In the entries below, which lines run from the one containing "diagnostic originates from." to the one containing "impl fmt::Display for"? Copy exactly those lines, ends included, and no others.

DATA RECORDS:
--- START ---
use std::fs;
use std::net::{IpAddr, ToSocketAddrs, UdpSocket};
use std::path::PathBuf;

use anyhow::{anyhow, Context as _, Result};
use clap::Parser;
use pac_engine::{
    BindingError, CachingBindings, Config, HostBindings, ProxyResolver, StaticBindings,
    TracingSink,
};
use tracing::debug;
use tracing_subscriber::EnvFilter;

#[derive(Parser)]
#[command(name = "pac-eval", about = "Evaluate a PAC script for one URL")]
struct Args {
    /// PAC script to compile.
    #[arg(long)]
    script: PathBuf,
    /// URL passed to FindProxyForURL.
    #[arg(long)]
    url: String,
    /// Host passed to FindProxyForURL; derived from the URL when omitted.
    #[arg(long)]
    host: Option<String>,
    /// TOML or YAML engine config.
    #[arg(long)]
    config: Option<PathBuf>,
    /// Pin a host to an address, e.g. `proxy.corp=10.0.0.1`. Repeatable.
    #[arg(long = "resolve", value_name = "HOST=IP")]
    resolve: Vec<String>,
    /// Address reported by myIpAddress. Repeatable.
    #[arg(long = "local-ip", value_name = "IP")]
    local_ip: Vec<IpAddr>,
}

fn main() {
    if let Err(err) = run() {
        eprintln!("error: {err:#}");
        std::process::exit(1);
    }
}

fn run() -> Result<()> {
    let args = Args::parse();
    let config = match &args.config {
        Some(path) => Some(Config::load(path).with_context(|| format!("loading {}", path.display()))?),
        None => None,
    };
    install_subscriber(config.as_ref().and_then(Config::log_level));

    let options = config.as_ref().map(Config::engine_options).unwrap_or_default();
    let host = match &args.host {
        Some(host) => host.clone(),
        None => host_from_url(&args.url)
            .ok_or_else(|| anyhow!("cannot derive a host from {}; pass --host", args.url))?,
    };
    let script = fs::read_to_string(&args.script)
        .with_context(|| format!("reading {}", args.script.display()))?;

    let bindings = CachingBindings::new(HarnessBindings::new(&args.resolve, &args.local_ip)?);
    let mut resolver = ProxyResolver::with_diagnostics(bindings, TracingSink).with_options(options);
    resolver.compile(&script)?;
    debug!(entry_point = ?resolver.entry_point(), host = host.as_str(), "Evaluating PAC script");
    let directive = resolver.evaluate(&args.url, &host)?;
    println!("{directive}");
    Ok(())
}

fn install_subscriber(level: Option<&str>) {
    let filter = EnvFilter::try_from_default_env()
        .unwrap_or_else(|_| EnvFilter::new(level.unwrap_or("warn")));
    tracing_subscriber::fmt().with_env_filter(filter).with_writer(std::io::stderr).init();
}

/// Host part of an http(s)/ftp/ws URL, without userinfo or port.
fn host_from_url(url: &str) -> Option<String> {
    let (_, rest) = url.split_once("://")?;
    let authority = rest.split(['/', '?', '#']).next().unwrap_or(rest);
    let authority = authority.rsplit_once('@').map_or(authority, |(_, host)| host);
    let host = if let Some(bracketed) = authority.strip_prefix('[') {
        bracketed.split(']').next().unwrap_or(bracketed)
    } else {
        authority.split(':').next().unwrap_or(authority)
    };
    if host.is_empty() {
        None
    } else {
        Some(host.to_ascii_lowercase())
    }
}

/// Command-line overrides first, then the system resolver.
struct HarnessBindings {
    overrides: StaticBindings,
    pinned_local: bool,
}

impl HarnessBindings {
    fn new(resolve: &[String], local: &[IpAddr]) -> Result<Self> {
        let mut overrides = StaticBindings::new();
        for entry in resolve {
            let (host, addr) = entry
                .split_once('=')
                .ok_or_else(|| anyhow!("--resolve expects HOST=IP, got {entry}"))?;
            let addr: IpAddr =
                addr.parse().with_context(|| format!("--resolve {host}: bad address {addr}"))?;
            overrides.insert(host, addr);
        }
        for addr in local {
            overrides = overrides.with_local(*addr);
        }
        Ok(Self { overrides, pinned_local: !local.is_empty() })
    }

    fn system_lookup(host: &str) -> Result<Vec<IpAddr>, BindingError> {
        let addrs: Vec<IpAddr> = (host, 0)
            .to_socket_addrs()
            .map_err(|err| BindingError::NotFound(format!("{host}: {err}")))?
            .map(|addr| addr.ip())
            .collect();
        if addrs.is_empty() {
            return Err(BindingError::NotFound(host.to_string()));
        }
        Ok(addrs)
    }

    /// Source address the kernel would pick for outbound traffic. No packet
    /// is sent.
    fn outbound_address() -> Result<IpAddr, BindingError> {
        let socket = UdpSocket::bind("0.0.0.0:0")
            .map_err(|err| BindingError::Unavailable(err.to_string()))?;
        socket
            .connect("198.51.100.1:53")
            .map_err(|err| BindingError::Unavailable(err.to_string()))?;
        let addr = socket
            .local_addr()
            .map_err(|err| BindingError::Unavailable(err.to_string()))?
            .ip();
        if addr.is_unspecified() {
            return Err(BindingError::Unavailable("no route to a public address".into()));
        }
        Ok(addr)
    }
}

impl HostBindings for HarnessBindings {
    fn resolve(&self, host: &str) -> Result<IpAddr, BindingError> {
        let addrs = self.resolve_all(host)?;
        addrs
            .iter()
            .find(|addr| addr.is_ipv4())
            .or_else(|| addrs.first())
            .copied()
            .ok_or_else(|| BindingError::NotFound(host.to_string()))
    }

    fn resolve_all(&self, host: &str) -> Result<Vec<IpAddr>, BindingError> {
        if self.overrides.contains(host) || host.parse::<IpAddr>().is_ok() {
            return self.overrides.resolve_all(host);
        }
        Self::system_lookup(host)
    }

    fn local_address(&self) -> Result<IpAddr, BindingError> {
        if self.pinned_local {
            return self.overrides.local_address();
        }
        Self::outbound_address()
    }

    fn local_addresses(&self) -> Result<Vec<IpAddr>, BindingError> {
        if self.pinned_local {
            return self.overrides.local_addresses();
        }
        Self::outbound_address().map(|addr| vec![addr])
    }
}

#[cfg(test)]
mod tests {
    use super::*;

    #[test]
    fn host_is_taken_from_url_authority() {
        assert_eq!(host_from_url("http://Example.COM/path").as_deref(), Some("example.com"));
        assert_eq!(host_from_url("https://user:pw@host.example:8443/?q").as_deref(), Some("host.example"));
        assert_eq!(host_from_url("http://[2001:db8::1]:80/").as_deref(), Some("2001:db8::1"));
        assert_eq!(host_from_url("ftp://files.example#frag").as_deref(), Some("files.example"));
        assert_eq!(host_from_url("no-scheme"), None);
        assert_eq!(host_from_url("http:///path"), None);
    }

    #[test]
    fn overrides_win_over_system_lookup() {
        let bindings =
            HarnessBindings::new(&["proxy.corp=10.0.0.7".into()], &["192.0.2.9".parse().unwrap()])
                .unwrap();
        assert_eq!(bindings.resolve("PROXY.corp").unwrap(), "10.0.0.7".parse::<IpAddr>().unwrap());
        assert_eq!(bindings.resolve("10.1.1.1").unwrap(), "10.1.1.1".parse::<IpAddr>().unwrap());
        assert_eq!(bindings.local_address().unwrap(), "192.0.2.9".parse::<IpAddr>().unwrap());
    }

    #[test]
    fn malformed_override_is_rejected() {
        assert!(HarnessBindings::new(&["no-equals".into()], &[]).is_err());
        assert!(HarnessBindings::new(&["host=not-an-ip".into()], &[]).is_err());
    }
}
--- END ---
--- START ---
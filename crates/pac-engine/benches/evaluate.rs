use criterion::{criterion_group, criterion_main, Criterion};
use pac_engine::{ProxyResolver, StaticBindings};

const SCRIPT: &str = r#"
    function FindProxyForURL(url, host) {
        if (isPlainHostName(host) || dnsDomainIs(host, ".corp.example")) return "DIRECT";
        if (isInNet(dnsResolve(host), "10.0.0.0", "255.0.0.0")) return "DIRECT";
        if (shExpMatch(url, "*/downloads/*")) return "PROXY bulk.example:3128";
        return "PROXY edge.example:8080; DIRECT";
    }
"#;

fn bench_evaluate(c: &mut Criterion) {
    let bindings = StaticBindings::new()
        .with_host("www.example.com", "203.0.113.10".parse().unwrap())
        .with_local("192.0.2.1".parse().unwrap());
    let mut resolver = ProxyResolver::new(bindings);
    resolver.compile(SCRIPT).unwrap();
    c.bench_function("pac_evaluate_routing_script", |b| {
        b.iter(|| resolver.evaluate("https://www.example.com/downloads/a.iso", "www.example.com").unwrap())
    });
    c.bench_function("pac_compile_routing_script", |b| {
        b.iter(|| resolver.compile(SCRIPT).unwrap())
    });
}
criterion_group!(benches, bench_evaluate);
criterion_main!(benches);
--- END ---
--- START ---
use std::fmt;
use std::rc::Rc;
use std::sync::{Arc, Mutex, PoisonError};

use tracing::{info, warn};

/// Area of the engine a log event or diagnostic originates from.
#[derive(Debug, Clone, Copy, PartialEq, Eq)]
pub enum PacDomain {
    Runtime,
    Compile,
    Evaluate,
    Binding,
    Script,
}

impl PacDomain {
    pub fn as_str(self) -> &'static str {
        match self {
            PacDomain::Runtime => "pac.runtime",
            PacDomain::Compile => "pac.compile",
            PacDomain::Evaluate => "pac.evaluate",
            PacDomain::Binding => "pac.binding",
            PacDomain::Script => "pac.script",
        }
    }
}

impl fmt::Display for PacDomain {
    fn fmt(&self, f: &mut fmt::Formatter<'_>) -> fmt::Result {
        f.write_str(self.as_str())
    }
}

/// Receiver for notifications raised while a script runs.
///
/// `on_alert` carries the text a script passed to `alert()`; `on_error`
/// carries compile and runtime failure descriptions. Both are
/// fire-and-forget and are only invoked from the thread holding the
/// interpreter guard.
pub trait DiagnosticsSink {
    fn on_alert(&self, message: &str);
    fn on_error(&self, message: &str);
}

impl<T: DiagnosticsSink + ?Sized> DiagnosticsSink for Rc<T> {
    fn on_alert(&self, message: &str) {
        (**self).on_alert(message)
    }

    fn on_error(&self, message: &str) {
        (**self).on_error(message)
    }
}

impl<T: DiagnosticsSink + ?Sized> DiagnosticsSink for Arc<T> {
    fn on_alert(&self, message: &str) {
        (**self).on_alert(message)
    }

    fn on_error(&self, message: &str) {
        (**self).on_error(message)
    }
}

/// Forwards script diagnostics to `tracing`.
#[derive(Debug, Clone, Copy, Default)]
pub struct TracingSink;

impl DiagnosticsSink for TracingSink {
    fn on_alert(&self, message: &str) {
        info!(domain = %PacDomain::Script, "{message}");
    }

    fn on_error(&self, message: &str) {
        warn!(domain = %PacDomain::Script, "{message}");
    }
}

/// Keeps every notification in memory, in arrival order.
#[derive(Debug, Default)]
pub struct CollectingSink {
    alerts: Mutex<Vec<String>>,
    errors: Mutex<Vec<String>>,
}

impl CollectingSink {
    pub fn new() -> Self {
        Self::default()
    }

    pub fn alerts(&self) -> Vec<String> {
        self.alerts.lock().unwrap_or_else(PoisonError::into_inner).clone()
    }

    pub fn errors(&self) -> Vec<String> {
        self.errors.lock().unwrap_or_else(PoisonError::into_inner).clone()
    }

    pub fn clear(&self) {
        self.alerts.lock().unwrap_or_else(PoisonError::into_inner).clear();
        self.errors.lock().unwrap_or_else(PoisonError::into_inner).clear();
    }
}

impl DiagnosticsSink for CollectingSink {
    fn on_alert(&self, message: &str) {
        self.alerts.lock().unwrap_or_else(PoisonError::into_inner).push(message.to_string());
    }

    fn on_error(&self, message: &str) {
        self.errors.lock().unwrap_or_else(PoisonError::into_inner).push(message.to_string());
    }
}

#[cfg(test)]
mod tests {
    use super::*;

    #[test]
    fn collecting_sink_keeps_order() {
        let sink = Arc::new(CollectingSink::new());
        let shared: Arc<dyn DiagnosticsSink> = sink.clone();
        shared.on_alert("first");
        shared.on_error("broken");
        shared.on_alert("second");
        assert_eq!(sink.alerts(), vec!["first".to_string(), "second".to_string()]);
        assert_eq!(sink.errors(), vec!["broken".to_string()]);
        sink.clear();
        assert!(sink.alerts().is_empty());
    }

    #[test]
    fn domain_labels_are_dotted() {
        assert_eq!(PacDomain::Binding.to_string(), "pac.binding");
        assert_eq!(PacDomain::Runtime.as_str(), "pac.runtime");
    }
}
--- END ---
SOLVED EXERCISE:
/// Area of the engine a log event or diagnostic originates from.
#[derive(Debug, Clone, Copy, PartialEq, Eq)]
pub enum PacDomain {
    Runtime,
    Compile,
    Evaluate,
    Binding,
    Script,
}

impl PacDomain {
    pub fn as_str(self) -> &'static str {
        match self {
            PacDomain::Runtime => "pac.runtime",
            PacDomain::Compile => "pac.compile",
            PacDomain::Evaluate => "pac.evaluate",
            PacDomain::Binding => "pac.binding",
            PacDomain::Script => "pac.script",
        }
    }
}

impl fmt::Display for PacDomain {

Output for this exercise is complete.